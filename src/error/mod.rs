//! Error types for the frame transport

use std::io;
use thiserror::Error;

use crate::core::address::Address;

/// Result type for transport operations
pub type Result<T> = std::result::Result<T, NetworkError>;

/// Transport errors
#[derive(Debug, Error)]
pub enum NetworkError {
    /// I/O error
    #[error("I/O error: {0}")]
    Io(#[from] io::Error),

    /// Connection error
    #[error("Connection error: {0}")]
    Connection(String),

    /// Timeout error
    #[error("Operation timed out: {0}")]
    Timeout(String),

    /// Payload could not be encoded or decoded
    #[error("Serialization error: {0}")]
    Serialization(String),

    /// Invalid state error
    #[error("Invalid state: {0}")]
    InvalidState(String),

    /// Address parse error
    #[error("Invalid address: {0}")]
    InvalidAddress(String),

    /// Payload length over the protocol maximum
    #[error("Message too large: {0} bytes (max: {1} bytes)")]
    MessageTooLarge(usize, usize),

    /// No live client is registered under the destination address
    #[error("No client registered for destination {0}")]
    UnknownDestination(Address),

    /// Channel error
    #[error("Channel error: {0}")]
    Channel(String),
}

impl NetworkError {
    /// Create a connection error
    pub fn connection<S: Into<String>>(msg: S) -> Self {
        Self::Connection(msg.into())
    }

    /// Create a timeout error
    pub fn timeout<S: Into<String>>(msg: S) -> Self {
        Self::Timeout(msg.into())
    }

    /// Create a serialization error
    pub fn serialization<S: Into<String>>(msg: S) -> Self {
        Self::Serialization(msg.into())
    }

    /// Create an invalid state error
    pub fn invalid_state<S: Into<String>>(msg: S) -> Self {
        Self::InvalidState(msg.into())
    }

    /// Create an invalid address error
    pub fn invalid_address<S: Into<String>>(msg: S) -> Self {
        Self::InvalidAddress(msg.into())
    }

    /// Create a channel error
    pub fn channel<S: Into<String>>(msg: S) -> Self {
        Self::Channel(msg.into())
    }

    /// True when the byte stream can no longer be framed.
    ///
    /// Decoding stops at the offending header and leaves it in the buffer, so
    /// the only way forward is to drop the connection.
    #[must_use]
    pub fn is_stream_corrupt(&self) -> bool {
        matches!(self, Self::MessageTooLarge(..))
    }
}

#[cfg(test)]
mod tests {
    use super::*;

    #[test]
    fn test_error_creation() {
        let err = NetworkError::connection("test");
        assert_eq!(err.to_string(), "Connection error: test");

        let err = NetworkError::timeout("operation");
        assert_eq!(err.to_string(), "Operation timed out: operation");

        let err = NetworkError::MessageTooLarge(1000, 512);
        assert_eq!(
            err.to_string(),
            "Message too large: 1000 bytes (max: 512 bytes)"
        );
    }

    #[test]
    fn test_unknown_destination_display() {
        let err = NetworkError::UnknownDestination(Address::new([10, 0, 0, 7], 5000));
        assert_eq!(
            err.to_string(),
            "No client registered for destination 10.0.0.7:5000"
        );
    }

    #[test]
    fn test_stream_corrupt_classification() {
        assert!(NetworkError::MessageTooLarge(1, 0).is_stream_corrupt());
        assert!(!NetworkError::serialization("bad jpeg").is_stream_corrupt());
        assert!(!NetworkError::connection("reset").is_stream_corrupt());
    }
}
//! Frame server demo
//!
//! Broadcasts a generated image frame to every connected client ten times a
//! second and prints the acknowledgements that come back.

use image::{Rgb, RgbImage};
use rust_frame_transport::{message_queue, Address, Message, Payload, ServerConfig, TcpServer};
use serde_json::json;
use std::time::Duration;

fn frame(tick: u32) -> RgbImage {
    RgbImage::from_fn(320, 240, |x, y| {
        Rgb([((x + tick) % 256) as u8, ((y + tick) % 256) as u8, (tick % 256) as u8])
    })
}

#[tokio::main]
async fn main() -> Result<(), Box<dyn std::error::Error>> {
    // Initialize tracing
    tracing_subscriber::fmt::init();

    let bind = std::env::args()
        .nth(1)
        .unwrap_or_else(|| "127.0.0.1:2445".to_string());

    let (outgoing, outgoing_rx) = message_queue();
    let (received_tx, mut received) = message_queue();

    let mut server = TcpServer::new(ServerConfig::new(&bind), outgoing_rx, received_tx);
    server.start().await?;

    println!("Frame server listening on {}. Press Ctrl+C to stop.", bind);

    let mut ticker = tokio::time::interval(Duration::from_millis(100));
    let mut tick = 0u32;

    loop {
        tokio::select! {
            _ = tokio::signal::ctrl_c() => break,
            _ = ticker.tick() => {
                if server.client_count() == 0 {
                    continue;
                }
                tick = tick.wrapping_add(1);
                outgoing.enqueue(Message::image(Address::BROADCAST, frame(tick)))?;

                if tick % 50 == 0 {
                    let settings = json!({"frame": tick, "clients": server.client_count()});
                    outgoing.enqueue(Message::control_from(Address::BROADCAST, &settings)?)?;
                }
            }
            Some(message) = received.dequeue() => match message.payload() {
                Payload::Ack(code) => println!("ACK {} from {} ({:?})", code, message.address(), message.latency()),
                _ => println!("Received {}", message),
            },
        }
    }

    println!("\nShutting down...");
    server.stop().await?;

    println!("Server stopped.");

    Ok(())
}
---
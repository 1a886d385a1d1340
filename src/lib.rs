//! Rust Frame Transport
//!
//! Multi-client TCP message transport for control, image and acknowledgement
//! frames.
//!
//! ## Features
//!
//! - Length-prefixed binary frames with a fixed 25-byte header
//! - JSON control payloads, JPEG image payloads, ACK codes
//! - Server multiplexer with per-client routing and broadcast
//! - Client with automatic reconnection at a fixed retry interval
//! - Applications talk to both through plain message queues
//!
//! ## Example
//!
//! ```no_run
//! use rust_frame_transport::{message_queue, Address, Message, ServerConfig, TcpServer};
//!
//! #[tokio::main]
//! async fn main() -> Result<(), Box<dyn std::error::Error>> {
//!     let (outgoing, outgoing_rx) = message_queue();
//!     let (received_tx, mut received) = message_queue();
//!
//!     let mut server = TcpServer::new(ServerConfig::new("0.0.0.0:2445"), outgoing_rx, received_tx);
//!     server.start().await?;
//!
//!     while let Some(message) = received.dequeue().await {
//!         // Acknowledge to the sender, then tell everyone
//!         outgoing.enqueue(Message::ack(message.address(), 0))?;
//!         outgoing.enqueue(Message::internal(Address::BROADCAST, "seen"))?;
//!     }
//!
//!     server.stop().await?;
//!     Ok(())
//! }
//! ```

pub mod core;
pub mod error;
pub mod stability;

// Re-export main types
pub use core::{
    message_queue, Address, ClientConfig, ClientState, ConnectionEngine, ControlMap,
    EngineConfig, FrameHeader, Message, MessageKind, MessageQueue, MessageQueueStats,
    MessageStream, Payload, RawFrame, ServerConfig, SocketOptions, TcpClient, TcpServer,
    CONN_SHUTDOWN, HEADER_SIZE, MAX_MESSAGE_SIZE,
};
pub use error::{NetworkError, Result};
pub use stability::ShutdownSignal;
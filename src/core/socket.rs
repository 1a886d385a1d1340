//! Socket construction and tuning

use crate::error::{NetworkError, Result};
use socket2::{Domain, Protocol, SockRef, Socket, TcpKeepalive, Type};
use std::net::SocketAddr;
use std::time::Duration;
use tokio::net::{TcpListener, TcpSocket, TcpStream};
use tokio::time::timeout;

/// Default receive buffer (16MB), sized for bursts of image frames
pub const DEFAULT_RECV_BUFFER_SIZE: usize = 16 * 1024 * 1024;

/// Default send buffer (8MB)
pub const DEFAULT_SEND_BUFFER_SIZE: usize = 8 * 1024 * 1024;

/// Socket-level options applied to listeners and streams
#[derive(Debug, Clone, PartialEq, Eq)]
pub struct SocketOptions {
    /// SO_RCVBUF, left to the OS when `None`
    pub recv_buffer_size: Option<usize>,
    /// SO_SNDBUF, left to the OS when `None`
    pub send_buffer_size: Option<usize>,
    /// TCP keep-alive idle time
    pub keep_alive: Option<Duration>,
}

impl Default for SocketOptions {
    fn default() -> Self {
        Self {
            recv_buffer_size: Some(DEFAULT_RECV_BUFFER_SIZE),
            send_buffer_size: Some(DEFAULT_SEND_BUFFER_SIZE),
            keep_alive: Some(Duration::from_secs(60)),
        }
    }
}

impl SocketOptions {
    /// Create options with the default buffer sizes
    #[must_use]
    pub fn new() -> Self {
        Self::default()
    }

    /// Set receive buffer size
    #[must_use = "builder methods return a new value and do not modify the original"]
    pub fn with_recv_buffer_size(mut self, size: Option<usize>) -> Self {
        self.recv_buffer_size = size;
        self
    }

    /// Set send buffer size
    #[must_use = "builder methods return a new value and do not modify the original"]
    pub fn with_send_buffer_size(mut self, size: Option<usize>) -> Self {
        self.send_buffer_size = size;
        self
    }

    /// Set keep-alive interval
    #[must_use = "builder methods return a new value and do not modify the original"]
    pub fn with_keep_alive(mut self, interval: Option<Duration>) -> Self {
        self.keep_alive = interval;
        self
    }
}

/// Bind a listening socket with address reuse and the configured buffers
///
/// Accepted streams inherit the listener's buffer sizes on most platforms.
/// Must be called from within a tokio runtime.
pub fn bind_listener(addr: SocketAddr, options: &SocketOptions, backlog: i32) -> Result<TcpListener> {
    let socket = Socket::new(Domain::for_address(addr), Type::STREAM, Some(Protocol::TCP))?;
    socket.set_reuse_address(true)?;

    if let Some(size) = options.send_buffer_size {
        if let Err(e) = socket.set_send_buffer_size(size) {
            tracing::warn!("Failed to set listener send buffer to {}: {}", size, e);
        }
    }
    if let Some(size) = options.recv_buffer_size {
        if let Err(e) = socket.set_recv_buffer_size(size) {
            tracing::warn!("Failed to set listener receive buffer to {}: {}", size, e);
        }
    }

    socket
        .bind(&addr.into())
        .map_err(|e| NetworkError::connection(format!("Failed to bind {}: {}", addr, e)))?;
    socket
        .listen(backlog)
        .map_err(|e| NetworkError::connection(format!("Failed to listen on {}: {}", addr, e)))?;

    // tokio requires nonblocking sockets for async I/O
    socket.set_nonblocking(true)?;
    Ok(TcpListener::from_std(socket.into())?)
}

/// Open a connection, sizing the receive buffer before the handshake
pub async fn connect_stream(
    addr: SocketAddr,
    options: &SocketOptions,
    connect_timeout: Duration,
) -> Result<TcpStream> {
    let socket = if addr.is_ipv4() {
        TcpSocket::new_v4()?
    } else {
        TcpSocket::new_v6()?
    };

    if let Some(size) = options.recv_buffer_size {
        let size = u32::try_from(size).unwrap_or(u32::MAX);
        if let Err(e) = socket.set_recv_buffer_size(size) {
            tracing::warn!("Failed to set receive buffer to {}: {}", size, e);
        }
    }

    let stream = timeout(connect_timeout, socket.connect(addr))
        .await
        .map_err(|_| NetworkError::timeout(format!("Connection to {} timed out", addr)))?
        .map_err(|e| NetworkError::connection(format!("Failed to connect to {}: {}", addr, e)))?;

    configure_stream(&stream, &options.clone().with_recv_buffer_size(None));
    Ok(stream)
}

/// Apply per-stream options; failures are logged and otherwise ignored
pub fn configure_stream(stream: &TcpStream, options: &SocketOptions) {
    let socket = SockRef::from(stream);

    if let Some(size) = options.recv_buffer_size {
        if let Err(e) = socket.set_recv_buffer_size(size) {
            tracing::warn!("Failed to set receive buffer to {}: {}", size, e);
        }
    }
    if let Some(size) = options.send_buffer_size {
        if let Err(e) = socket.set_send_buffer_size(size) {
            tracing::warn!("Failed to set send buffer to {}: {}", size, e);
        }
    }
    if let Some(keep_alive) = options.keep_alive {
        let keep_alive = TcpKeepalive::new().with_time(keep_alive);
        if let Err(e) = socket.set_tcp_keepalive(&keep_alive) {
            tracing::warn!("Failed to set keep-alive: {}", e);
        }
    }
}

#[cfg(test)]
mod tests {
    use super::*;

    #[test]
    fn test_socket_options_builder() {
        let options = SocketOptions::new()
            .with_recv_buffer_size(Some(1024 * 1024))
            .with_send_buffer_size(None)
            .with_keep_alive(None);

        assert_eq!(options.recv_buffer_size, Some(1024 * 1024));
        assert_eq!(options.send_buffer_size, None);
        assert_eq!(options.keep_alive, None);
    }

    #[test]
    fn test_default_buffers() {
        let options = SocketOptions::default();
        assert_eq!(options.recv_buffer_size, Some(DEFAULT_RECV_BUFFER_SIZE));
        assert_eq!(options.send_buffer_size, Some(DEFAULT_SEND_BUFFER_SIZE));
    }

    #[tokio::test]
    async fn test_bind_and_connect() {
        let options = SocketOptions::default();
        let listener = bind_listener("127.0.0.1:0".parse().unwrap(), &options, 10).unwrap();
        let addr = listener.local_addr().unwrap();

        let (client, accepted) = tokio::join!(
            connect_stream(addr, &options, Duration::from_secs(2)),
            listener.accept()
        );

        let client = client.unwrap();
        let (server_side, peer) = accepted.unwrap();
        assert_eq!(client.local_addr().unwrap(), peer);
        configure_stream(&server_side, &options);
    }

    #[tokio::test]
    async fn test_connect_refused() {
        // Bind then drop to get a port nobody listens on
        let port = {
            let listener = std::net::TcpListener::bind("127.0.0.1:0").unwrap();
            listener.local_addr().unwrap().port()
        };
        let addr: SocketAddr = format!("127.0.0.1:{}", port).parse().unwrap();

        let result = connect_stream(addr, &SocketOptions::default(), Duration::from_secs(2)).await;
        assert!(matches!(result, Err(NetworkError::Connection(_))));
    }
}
...
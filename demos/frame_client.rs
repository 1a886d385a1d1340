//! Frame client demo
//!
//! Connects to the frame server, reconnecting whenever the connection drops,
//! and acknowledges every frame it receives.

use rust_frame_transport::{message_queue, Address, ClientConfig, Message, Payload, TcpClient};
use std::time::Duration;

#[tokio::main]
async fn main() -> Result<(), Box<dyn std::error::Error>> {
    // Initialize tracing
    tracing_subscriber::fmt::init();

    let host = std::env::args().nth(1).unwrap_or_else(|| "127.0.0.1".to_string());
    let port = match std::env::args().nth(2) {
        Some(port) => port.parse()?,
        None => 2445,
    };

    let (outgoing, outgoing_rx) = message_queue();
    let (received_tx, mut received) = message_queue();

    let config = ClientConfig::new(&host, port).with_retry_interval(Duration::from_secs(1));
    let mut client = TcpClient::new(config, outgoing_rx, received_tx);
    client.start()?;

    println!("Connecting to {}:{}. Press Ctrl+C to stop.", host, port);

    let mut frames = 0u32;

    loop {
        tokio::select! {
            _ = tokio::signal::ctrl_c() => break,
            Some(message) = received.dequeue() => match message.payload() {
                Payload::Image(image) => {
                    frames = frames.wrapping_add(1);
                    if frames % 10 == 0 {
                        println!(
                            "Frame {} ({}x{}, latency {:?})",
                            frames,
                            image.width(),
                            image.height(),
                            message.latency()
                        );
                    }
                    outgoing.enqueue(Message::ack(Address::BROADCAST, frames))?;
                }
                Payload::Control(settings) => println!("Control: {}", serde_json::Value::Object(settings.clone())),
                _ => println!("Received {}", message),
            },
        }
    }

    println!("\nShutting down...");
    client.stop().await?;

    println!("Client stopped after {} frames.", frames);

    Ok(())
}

◆ HOW TO COMPLETE THIS TASK:
Search the entries for the word "stability". Copy every line where it occurs.

◆ TASK RESPONSE:
pub mod stability;
pub use stability::ShutdownSignal;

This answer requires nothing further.